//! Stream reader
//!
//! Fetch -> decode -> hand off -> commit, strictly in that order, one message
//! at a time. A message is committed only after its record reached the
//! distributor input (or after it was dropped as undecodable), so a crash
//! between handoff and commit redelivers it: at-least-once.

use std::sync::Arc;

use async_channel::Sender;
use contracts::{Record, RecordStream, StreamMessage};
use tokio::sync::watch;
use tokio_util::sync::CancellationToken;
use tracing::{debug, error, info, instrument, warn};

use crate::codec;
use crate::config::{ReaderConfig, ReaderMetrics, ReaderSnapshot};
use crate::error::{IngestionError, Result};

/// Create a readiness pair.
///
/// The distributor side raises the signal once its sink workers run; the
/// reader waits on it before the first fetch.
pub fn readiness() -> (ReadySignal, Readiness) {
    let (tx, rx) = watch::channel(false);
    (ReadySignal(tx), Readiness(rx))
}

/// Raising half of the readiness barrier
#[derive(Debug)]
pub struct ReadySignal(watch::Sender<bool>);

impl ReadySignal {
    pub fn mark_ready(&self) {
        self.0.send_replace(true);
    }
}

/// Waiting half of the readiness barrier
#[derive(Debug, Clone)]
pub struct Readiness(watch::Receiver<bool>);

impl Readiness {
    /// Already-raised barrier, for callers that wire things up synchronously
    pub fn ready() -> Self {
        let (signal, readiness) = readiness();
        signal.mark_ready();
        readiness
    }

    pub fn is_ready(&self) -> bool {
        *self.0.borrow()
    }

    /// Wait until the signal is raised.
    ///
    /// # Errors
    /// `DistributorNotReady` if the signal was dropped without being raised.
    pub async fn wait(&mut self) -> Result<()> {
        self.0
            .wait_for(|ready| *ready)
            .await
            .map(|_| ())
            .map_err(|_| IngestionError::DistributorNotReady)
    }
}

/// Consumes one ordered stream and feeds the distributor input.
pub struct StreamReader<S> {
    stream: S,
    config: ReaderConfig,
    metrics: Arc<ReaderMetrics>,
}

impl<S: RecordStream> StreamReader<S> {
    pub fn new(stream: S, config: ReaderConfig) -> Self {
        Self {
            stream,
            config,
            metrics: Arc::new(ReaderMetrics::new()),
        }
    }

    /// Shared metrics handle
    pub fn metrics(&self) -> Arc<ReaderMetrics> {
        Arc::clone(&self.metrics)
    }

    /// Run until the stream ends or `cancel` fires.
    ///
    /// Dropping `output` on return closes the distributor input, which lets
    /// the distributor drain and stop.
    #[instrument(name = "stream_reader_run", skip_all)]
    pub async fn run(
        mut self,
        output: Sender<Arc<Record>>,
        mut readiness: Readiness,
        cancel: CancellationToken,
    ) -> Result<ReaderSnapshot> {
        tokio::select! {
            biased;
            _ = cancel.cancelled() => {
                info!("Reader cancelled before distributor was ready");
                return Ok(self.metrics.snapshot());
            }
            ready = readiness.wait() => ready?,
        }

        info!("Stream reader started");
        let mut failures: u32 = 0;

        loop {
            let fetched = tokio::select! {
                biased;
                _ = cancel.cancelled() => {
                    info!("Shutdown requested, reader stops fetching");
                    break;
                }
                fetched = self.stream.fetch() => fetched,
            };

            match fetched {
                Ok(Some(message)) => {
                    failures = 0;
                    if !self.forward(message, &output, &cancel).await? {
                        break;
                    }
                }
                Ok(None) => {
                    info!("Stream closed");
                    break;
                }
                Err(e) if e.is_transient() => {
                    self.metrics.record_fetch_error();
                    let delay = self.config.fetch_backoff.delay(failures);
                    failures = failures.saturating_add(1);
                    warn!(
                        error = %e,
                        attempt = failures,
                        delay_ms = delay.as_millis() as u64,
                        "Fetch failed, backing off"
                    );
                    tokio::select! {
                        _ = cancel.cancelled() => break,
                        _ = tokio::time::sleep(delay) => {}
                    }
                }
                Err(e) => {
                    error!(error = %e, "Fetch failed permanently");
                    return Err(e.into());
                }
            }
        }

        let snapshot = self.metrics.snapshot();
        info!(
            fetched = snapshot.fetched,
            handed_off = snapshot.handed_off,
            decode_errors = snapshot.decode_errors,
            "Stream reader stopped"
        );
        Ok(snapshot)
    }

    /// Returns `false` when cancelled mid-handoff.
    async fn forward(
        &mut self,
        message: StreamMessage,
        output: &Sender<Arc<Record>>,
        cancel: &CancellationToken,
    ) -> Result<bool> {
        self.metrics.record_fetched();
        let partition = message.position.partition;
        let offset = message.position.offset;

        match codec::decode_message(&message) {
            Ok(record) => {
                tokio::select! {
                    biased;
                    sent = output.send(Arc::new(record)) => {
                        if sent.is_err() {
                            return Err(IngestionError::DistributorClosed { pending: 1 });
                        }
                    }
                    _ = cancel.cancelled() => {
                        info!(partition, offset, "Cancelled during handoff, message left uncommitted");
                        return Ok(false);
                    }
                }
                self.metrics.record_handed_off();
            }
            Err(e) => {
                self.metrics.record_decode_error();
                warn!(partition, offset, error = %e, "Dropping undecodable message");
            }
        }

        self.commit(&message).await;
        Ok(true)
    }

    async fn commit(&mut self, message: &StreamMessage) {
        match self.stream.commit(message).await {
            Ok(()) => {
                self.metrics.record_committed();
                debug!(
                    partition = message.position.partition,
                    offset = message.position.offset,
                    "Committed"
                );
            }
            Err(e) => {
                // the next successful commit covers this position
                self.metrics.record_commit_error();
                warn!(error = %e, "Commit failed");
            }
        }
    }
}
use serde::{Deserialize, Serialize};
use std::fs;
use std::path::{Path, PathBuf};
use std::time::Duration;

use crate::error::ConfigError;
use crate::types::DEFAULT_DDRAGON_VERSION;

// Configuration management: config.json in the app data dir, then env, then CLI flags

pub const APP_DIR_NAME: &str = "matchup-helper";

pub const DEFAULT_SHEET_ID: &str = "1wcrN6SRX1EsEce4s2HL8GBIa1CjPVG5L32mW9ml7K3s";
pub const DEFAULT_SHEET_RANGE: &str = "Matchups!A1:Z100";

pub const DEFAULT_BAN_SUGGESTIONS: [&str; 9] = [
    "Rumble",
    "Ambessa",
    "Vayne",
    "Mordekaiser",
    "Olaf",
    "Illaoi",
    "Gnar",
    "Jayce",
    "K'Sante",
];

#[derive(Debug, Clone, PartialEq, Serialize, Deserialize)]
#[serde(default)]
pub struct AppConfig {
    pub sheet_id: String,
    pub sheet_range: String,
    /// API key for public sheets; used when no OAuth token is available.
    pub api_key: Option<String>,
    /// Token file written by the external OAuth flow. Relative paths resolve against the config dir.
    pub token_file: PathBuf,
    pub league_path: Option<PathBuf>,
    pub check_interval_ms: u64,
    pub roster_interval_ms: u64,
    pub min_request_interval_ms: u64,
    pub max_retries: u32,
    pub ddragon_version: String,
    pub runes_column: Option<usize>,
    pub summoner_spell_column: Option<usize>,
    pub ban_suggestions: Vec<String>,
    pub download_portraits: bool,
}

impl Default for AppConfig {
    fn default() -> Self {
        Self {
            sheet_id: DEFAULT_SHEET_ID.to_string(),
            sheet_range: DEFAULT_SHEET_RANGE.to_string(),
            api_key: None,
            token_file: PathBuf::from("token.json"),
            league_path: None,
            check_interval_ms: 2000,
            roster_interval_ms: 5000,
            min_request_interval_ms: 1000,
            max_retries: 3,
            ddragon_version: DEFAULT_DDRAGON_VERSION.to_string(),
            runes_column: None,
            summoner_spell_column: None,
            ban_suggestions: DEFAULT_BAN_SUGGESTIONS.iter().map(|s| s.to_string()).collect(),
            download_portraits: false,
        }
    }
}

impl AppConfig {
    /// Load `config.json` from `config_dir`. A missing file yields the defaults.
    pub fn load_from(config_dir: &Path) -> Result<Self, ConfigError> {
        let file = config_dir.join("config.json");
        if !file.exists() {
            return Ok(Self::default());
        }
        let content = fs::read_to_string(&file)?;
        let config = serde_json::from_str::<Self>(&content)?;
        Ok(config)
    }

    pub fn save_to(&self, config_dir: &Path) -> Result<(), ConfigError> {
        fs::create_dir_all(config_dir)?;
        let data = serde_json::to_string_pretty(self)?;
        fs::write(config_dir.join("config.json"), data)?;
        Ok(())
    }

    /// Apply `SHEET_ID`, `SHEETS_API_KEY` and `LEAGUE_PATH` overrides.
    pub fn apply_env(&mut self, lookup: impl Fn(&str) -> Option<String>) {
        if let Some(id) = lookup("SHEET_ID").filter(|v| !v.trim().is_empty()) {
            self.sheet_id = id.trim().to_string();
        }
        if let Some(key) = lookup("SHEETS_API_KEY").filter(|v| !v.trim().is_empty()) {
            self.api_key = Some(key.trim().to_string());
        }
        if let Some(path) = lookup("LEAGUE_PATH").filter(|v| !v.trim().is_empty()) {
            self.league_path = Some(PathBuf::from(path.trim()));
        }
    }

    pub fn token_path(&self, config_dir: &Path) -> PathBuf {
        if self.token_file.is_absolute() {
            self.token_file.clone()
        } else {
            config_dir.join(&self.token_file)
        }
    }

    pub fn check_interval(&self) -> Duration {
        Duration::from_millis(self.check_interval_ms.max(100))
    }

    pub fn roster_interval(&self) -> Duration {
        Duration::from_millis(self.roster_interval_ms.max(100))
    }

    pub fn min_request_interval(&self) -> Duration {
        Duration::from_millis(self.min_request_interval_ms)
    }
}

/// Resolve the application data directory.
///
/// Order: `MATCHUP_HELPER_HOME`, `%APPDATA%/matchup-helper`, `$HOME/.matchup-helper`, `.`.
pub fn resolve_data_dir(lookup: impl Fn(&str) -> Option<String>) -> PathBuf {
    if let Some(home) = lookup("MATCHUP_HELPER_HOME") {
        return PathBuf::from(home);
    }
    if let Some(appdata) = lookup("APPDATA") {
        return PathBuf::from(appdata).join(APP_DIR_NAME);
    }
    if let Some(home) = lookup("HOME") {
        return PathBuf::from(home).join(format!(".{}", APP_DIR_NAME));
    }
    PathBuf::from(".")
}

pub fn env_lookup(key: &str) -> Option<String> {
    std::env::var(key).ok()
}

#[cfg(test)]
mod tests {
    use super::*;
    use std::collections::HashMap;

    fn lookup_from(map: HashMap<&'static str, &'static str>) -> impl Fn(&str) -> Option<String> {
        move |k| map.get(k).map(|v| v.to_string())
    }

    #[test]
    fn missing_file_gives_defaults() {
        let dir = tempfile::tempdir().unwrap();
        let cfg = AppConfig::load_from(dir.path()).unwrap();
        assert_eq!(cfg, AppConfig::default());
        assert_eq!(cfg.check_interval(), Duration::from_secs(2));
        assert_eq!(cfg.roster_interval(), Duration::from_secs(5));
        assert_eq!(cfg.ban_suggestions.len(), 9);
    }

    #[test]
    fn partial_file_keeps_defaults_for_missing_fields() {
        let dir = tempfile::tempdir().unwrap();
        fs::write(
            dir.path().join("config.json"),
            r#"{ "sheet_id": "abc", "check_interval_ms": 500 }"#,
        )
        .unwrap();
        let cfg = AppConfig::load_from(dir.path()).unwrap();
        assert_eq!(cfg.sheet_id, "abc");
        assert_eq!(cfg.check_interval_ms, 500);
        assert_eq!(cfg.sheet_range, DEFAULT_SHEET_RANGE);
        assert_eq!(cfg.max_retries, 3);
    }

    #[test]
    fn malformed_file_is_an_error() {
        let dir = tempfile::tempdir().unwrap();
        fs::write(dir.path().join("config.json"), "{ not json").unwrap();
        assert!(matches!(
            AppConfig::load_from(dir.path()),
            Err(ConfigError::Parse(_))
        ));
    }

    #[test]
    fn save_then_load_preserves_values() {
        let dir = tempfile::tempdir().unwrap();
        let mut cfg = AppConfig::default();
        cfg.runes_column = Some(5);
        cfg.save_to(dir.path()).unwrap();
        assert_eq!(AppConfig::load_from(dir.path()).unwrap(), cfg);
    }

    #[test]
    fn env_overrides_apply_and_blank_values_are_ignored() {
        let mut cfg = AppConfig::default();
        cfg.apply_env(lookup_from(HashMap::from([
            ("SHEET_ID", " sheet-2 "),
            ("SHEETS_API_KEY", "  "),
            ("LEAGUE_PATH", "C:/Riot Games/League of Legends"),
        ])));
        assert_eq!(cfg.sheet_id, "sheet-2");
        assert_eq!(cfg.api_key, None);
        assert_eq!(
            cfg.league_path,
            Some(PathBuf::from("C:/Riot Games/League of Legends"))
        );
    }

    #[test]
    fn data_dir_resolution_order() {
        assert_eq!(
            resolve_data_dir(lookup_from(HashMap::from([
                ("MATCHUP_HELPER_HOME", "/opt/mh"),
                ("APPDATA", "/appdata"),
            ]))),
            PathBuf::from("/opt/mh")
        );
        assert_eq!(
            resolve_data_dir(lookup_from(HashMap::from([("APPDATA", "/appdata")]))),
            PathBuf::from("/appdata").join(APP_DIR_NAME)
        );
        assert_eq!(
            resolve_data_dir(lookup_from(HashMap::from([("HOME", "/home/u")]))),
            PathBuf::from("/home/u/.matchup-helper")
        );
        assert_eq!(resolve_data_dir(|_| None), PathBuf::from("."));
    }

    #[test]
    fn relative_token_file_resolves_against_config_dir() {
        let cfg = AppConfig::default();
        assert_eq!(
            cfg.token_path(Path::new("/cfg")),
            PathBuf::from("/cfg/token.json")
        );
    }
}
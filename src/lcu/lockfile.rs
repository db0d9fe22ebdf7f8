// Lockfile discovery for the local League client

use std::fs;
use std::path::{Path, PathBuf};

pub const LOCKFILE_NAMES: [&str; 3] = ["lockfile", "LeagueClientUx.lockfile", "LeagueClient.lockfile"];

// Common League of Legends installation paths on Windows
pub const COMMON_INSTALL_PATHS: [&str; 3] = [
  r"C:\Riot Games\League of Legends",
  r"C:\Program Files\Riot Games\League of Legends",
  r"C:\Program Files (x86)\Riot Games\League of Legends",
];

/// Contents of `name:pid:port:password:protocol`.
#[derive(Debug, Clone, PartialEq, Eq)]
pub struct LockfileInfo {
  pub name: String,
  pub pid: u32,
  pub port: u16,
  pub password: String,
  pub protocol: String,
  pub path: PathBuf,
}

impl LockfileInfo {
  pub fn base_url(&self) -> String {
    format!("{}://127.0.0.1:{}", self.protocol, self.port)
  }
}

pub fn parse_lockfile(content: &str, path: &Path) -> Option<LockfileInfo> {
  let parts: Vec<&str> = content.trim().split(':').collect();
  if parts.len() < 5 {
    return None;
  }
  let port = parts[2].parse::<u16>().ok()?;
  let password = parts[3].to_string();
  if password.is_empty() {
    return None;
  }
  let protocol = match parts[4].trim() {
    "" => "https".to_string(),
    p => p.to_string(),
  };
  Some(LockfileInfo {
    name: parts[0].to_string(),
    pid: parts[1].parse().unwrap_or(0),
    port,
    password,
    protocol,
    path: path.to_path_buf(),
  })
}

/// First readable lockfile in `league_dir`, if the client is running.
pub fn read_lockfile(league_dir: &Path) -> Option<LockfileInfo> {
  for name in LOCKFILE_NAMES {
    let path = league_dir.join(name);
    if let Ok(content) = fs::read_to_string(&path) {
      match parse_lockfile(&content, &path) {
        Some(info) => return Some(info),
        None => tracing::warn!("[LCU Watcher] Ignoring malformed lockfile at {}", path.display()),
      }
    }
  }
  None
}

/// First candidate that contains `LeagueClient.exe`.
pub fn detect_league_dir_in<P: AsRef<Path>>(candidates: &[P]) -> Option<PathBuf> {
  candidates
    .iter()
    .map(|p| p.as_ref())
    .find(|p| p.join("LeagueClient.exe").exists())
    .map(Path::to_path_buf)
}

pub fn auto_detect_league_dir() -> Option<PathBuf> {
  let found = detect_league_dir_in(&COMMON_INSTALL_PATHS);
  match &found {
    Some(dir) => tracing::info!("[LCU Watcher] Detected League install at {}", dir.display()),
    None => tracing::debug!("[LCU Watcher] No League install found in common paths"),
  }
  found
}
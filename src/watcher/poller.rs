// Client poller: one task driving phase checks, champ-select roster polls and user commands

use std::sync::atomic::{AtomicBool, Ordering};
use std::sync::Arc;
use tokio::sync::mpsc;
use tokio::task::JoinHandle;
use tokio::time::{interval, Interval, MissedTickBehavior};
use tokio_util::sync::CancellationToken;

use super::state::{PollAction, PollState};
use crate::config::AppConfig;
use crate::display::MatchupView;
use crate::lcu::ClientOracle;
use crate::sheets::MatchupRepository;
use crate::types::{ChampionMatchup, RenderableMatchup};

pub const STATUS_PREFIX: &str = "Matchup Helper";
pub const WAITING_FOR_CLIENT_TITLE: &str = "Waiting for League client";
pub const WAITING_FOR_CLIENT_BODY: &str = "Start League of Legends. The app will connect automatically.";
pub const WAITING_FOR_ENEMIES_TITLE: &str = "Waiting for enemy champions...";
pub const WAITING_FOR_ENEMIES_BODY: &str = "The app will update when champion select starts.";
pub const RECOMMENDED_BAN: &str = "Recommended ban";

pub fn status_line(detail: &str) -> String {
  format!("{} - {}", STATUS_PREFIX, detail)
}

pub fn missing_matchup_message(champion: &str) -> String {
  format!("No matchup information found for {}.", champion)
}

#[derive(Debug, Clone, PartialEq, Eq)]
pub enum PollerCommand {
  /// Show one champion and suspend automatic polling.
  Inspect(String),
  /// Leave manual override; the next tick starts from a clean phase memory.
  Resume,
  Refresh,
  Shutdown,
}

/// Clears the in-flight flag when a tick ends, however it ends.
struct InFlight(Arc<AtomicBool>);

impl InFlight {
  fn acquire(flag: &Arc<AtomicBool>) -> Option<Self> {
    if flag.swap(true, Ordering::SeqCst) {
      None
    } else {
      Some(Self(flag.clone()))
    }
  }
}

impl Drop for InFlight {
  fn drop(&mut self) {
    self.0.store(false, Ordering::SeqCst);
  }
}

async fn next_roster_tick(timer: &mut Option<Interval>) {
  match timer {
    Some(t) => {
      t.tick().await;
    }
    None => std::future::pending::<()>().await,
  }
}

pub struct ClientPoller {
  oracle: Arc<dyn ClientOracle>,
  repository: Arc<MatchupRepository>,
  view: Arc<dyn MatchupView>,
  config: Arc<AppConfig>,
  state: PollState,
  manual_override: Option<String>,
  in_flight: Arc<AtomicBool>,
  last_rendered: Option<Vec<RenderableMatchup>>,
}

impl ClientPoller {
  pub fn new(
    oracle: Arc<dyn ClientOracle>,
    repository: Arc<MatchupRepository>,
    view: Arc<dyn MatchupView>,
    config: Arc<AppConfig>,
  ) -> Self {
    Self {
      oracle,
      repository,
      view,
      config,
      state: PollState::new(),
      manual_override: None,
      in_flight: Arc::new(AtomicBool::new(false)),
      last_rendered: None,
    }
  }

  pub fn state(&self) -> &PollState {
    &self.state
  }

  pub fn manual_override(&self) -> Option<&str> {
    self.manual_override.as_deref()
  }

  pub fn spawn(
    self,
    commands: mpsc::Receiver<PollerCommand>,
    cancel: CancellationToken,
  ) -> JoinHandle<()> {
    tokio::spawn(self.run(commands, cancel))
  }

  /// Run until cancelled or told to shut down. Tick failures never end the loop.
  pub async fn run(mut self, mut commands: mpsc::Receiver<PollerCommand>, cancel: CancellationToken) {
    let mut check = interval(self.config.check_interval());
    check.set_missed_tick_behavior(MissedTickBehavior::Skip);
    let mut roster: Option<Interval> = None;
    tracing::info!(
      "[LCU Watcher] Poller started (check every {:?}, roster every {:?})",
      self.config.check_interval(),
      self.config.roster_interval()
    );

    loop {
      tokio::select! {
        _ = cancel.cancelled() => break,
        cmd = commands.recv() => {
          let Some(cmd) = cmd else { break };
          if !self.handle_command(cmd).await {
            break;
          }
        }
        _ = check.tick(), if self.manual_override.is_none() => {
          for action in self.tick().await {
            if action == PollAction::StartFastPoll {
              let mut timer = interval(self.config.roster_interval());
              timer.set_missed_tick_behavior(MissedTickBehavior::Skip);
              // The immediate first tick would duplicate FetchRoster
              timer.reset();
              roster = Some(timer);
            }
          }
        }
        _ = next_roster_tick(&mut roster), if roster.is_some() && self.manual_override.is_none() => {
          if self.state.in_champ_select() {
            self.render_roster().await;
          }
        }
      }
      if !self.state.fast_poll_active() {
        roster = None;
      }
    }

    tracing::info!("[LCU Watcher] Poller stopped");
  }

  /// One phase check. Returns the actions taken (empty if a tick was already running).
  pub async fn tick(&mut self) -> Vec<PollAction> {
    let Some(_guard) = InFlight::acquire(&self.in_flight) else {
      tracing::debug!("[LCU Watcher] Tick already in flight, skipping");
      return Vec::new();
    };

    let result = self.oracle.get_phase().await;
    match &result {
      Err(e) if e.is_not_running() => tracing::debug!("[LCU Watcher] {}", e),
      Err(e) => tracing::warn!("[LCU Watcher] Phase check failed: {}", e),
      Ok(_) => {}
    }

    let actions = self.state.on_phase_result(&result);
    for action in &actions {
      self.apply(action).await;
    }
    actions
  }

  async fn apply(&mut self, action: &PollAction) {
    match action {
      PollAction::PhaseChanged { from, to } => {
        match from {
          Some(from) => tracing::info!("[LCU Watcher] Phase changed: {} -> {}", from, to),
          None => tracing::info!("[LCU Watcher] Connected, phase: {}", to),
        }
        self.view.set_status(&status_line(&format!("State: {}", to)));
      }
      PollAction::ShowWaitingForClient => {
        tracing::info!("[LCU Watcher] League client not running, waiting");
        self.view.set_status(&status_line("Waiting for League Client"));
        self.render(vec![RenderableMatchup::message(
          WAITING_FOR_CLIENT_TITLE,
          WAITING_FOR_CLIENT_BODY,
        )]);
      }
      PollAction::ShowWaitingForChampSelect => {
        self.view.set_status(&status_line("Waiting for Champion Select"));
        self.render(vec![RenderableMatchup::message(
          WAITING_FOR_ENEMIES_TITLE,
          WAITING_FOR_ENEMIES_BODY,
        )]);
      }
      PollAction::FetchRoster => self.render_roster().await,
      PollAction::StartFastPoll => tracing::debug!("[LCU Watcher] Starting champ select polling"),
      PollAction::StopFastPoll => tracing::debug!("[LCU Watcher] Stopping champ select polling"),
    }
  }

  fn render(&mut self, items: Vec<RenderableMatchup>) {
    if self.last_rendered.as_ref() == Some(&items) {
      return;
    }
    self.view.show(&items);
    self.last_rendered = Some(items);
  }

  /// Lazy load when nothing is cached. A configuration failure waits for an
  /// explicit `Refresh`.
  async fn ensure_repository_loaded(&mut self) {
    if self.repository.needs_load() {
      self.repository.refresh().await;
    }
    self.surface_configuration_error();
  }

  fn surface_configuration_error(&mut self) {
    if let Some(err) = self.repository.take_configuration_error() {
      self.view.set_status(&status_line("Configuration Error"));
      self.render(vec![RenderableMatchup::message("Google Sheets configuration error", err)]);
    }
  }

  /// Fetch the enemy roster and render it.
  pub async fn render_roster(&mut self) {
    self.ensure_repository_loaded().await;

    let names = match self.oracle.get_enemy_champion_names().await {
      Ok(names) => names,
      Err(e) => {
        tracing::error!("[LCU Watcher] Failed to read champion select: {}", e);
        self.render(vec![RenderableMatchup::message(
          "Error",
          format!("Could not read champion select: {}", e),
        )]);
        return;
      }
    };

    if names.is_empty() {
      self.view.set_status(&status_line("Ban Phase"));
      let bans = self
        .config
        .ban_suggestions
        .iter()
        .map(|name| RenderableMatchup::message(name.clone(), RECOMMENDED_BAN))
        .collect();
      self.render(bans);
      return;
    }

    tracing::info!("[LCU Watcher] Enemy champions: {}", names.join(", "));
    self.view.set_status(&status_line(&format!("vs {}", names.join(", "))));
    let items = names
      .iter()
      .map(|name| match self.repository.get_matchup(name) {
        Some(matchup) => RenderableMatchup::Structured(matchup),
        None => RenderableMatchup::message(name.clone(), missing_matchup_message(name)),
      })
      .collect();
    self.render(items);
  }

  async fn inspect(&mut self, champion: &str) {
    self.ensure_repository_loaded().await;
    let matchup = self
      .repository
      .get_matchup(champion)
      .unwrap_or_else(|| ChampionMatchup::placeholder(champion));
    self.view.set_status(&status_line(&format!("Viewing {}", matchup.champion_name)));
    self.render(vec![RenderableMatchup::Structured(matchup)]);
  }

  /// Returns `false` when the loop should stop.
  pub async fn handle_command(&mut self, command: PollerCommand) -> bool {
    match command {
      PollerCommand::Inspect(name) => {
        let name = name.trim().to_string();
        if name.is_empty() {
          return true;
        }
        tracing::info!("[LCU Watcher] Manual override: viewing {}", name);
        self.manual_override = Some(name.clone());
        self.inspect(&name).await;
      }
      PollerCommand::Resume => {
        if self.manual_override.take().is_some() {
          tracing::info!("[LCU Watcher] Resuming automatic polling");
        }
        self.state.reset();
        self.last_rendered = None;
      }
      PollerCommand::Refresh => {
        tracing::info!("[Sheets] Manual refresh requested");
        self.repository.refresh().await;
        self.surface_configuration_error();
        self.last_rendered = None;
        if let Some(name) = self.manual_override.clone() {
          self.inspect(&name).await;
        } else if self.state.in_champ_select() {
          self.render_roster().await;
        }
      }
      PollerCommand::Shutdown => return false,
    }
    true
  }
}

= = = = = = =

**Work required:**
Count how many lines of the listing above include the word "password", then reply with that count and no other text.

**Exercise solution:**
5